People v Chatham
2008 NY Slip Op 08031 [55 AD3d 1045]
October 23, 2008
Appellate Division, Third Department
Published by New York State Law Reporting Bureau pursuant to Judiciary Law § 431.
As corrected through Wednesday, December 10, 2008

The People of the State of New York, Respondent, v Eric Chatham, Appellant.

[*1] Gregory T. Rinckey, Albany, for appellant, and appellant pro se.

Robert M. Carney, District Attorney, Schenectady (Alfred D. Chapleau of counsel), for respondent.

Cardona, P.J. Appeal from a judgment of the County Court of Schenectady County (Hoye, J.), rendered May 11, 2006, upon a verdict convicting defendant of the crimes of criminal possession of a controlled substance in the third degree (three counts), criminal sale of a controlled substance in the third degree (two counts) and attempted criminal sale of a controlled substance in the third degree.
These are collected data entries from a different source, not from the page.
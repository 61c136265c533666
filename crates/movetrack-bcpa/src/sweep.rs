//! Window sweep over a response series
//!
//! A window of fixed size slides along the series in steps of
//! `window_step` observations. Only complete windows are analysed: the
//! first starts at observation 0 and the last ends at or before the end of
//! the series, so no truncated window is ever fitted.

use crate::likelihood::{SegmentEstimate, MIN_SEGMENT};
use crate::models::{best_break, select_model, ModelScore};
use crate::response::{ResponseKind, VelocitySeries};
use crate::summary::{self, ChangePointSummaryParameters, FlatSummary, SmoothSummary};
use crate::types::ChangeModel;
use movetrack_core::{AnalyzerProperties, Error, Result, TabularOutput};
use serde::{Deserialize, Serialize};
use std::fmt;
use tracing::{info, instrument};

/// Window sweep parameters
///
/// The window size and the sensitivity `K` have no defaults: both shape the
/// result and have to be chosen for the data at hand.
#[derive(Debug, Clone, PartialEq, Serialize, Deserialize)]
pub struct WindowSweepParameters {
    /// Observations per window
    pub window_size: usize,
    /// Observations between consecutive window starts
    pub window_step: usize,
    /// Multiplier `K` of the BIC penalty; larger values select fewer changes
    pub sensitivity: f64,
    /// Central fraction of the window searched for the break
    pub break_range: f64,
    pub response: ResponseKind,
}

impl WindowSweepParameters {
    pub fn new(window_size: usize, sensitivity: f64) -> Self {
        Self {
            window_size,
            window_step: 1,
            sensitivity,
            break_range: 0.6,
            response: ResponseKind::default(),
        }
    }

    pub fn with_window_step(mut self, window_step: usize) -> Self {
        self.window_step = window_step;
        self
    }

    pub fn with_break_range(mut self, break_range: f64) -> Self {
        self.break_range = break_range;
        self
    }

    pub fn with_response(mut self, response: ResponseKind) -> Self {
        self.response = response;
        self
    }

    pub fn validate(&self) -> Result<()> {
        if self.window_size < 2 * MIN_SEGMENT {
            return Err(Error::InsufficientData {
                expected: 2 * MIN_SEGMENT,
                actual: self.window_size,
            });
        }
        if self.window_step == 0 {
            return Err(Error::InvalidParameter(
                "window step must be at least one observation".to_string(),
            ));
        }
        if !(self.sensitivity > 0.0) || !self.sensitivity.is_finite() {
            return Err(Error::not_positive("sensitivity", self.sensitivity));
        }
        if !(self.break_range > 0.0 && self.break_range <= 1.0) {
            return Err(Error::InvalidParameter(format!(
                "break range must lie in (0, 1], got {}",
                self.break_range
            )));
        }
        Ok(())
    }
}

/// Break and selected model of one window
#[derive(Debug, Clone, PartialEq)]
pub struct WindowResult {
    /// First observation of the window
    pub start: usize,
    /// One past the last observation of the window
    pub end: usize,
    /// First observation after the break, as an index into the series
    pub break_index: usize,
    pub break_time: f64,
    pub model: ChangeModel,
    pub left: SegmentEstimate,
    pub right: SegmentEstimate,
    /// Scores of all eight models
    pub scores: Vec<ModelScore>,
}

impl WindowResult {
    pub fn has_change(&self) -> bool {
        self.model.has_change()
    }

    pub fn contains(&self, index: usize) -> bool {
        (self.start..self.end).contains(&index)
    }

    /// Parameters on the side of the break holding `index`
    pub fn estimate_at(&self, index: usize) -> &SegmentEstimate {
        if index < self.break_index {
            &self.left
        } else {
            &self.right
        }
    }
}

/// Behavioural change point analysis by window sweep
#[derive(Debug, Clone)]
pub struct WindowSweep {
    params: WindowSweepParameters,
}

impl WindowSweep {
    pub fn new(params: WindowSweepParameters) -> Result<Self> {
        params.validate()?;
        Ok(Self { params })
    }

    pub fn parameters(&self) -> &WindowSweepParameters {
        &self.params
    }

    /// Sweep the configured response of a velocity series
    pub fn analyze(&self, series: &VelocitySeries) -> Result<SweepResult> {
        self.sweep(&series.times(), &series.response(self.params.response))
    }

    /// Sweep an arbitrary series observed at strictly increasing times
    #[instrument(skip_all, fields(n = values.len(), window = self.params.window_size))]
    pub fn sweep(&self, times: &[f64], values: &[f64]) -> Result<SweepResult> {
        let n = values.len();
        if times.len() != n {
            return Err(Error::size_mismatch(n, times.len(), "observation times"));
        }
        let w = self.params.window_size;
        if n < w {
            return Err(Error::InsufficientData {
                expected: w,
                actual: n,
            });
        }
        if values.iter().chain(times).any(|v| !v.is_finite()) {
            return Err(Error::non_finite("window sweep input"));
        }
        if times.windows(2).any(|p| p[1] <= p[0]) {
            return Err(Error::InvalidInput(
                "observation times must be strictly increasing".to_string(),
            ));
        }

        let mut windows = Vec::with_capacity((n - w) / self.params.window_step + 1);
        for start in (0..=n - w).step_by(self.params.window_step) {
            let x = &values[start..start + w];
            let t = &times[start..start + w];
            let b = best_break(x, t, self.params.break_range)?;
            let selection = select_model(x, t, b, self.params.sensitivity)?;
            windows.push(WindowResult {
                start,
                end: start + w,
                break_index: start + b,
                break_time: times[start + b],
                model: selection.selected,
                left: selection.left,
                right: selection.right,
                scores: selection.scores,
            });
        }

        let changes = windows.iter().filter(|w| w.has_change()).count();
        info!(windows = windows.len(), changes, "window sweep finished");

        Ok(SweepResult {
            times: times.to_vec(),
            values: values.to_vec(),
            windows,
            parameters: self.params.clone(),
        })
    }
}

impl AnalyzerProperties for WindowSweep {
    fn algorithm_name(&self) -> &'static str {
        "Behavioural change point analysis"
    }

    fn minimum_sample_size(&self) -> usize {
        self.params.window_size
    }
}

/// Windows of a sweep together with the series they were fitted to
#[derive(Debug, Clone, PartialEq)]
pub struct SweepResult {
    times: Vec<f64>,
    values: Vec<f64>,
    windows: Vec<WindowResult>,
    parameters: WindowSweepParameters,
}

impl SweepResult {
    pub fn times(&self) -> &[f64] {
        &self.times
    }

    pub fn values(&self) -> &[f64] {
        &self.values
    }

    pub fn windows(&self) -> &[WindowResult] {
        &self.windows
    }

    pub fn parameters(&self) -> &WindowSweepParameters {
        &self.parameters
    }

    /// Number of observations in the series
    pub fn len(&self) -> usize {
        self.values.len()
    }

    pub fn is_empty(&self) -> bool {
        self.values.is_empty()
    }

    /// Windows whose selected model has a change
    pub fn change_windows(&self) -> impl Iterator<Item = &WindowResult> {
        self.windows.iter().filter(|w| w.has_change())
    }

    /// Clustered, thresholded change points and the phases between them
    pub fn flat_summary(&self, params: &ChangePointSummaryParameters) -> Result<FlatSummary> {
        summary::flat_summary(self, params)
    }

    /// Per-observation averages of the window estimates
    pub fn smooth_summary(&self, bandwidth: Option<f64>) -> Result<SmoothSummary> {
        summary::smooth_summary(self, bandwidth)
    }

    /// Per-window BIC of every model
    pub fn model_scores(&self) -> ModelScoreTable<'_> {
        ModelScoreTable { sweep: self }
    }
}

impl fmt::Display for SweepResult {
    fn fmt(&self, f: &mut fmt::Formatter<'_>) -> fmt::Result {
        writeln!(f, "Window sweep of {}:", self.parameters.response)?;
        writeln!(
            f,
            "  {} observations, window {} step {}, K = {}",
            self.len(),
            self.parameters.window_size,
            self.parameters.window_step,
            self.parameters.sensitivity
        )?;
        write!(
            f,
            "  {} windows, {} with a change",
            self.windows.len(),
            self.change_windows().count()
        )
    }
}

/// One window in CSV form
#[derive(Debug, Clone, PartialEq, Serialize)]
pub struct WindowRow {
    pub start: usize,
    pub end: usize,
    pub break_index: usize,
    pub break_time: f64,
    pub model: usize,
    pub bic: f64,
    pub mean_left: f64,
    pub sd_left: f64,
    pub rho_left: f64,
    pub tau_left: f64,
    pub mean_right: f64,
    pub sd_right: f64,
    pub rho_right: f64,
    pub tau_right: f64,
}

impl TabularOutput for SweepResult {
    type Row = WindowRow;

    fn rows(&self) -> Vec<WindowRow> {
        self.windows
            .iter()
            .map(|w| WindowRow {
                start: w.start,
                end: w.end,
                break_index: w.break_index,
                break_time: w.break_time,
                model: w.model.index(),
                bic: w.scores[w.model.index()].bic,
                mean_left: w.left.mean,
                sd_left: w.left.sd,
                rho_left: w.left.rho,
                tau_left: w.left.tau(),
                mean_right: w.right.mean,
                sd_right: w.right.sd,
                rho_right: w.right.rho,
                tau_right: w.right.tau(),
            })
            .collect()
    }
}

/// Long-format table of every model score of every window
#[derive(Debug, Clone, Copy)]
pub struct ModelScoreTable<'a> {
    sweep: &'a SweepResult,
}

#[derive(Debug, Clone, PartialEq, Serialize)]
pub struct ModelScoreRow {
    pub window_start: usize,
    pub break_index: usize,
    pub model: usize,
    pub changed: String,
    pub log_likelihood: f64,
    pub bic: f64,
    pub selected: bool,
}

impl TabularOutput for ModelScoreTable<'_> {
    type Row = ModelScoreRow;

    fn rows(&self) -> Vec<ModelScoreRow> {
        self.sweep
            .windows
            .iter()
            .flat_map(|w| {
                w.scores.iter().map(move |s| ModelScoreRow {
                    window_start: w.start,
                    break_index: w.break_index,
                    model: s.model.index(),
                    changed: s.model.changed().join("+"),
                    log_likelihood: s.log_likelihood,
                    bic: s.bic,
                    selected: s.model == w.model,
                })
            })
            .collect()
    }
}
Following a jury trial, defendant was convicted of criminal possession of a controlled substance in the third degree (three counts), criminal sale of a controlled substance in the third degree (two counts) and attempted criminal sale of a controlled substance in the third degree and sentenced to concurrent prison terms, the longest of which was 4 to 12 years, followed by two years of postrelease supervision.

Initially, we are unpersuaded by defendant's contention that County Court erred in denying his motion to suppress the pretrial identification. The photo array and testimony at the Wade hearing provided prima facie evidence that the identification procedure employed was reasonable and not unduly suggestive (see People v Chipp, 75 NY2d 327, 335 [1990], cert denied 498 US 833 [1990]; People v Coleman, 2 AD3d 1045, 1046 [2003]). Thereafter, the burden shifted to defendant to establish that the identification was infected by impropriety or undue suggestiveness (see People v Chipp, 75 NY2d at 336; People v Coleman, 2 AD3d at 1046), [*2]which defendant failed to do here.

Next, defendant contends that the evidence was legally insufficient and the verdict was against the weight of the evidence. The proof at trial established that in connection with an investigation into potential drug trafficking at defendant's residence, police investigators employed a confidential informant who had previously proven reliable. After searching the confidential informant, investigators fitted him with a wire, provided him with buy money and escorted him to an area near defendant's apartment. The confidential informant testified that on two occasions he purchased a plastic bag of crack cocaine from defendant which he gave to the investigators. The confidential informant also indicated that while attempting to purchase cocaine a third time, defendant, after throwing a plastic bag on the ground, was arrested prior to consummating the sale. The contents of all three plastic bags tested positive for cocaine. Audiotape recordings of the controlled buys were played for the jury. We also note that the investigators did not observe the actual drug-sale transactions, but testified as to other corroborating details and seeing defendant possess a plastic bag that he discarded just prior to his arrest.

Viewing the evidence in a light most favorable to the People, we find that there is a valid line of reasoning and permissible inferences from which the jury could rationally conclude that defendant, with the requisite intent, possessed narcotics, selling them on two occasions and attempting to sell them on another (see People v Bleakley, 69 NY2d 490, 495 [1987]; People v Stephens, 31 AD3d 890, 891 [2006], lv denied 7 NY3d 870 [2006]; People v Ward, 27 AD3d 776, 777 [2006], lv denied 7 NY3d 764 [2006]). Furthermore, we note that the testimony of the confidential informant was not incredible as a matter of law (see People v Ward, 27 AD3d at 777; People v Holliman, 12 AD3d 773, 775 [2004], lv denied 4 NY3d 831 [2005]) and, weighing the probative force of the conflicting testimony and the relative strength of any conflicting inferences which may be drawn therefrom, as well as giving due deference to the jury's credibility assessments, we conclude that the verdict was not against the weight of the evidence (see People v Bleakley, 69 NY2d at 495).

To the extent that defendant contends that he was denied the effective assistance of counsel, we find that the record, viewed in totality and at the time of representation, demonstrates that he was afforded meaningful representation (see People v Benevento, 91 NY2d 708, 712 [1998]; People v Burch, 45 AD3d 1188, 1189-1190 [2007]). Finally, we find no abuse of discretion warranting a reduction of the sentence in the interest of justice.

Defendant's remaining contentions raised in his pro se brief have been reviewed and are either without merit or involve matters outside the record.

Carpinello, Rose, Kane and Kavanagh, JJ., concur. Ordered that the judgment is affirmed.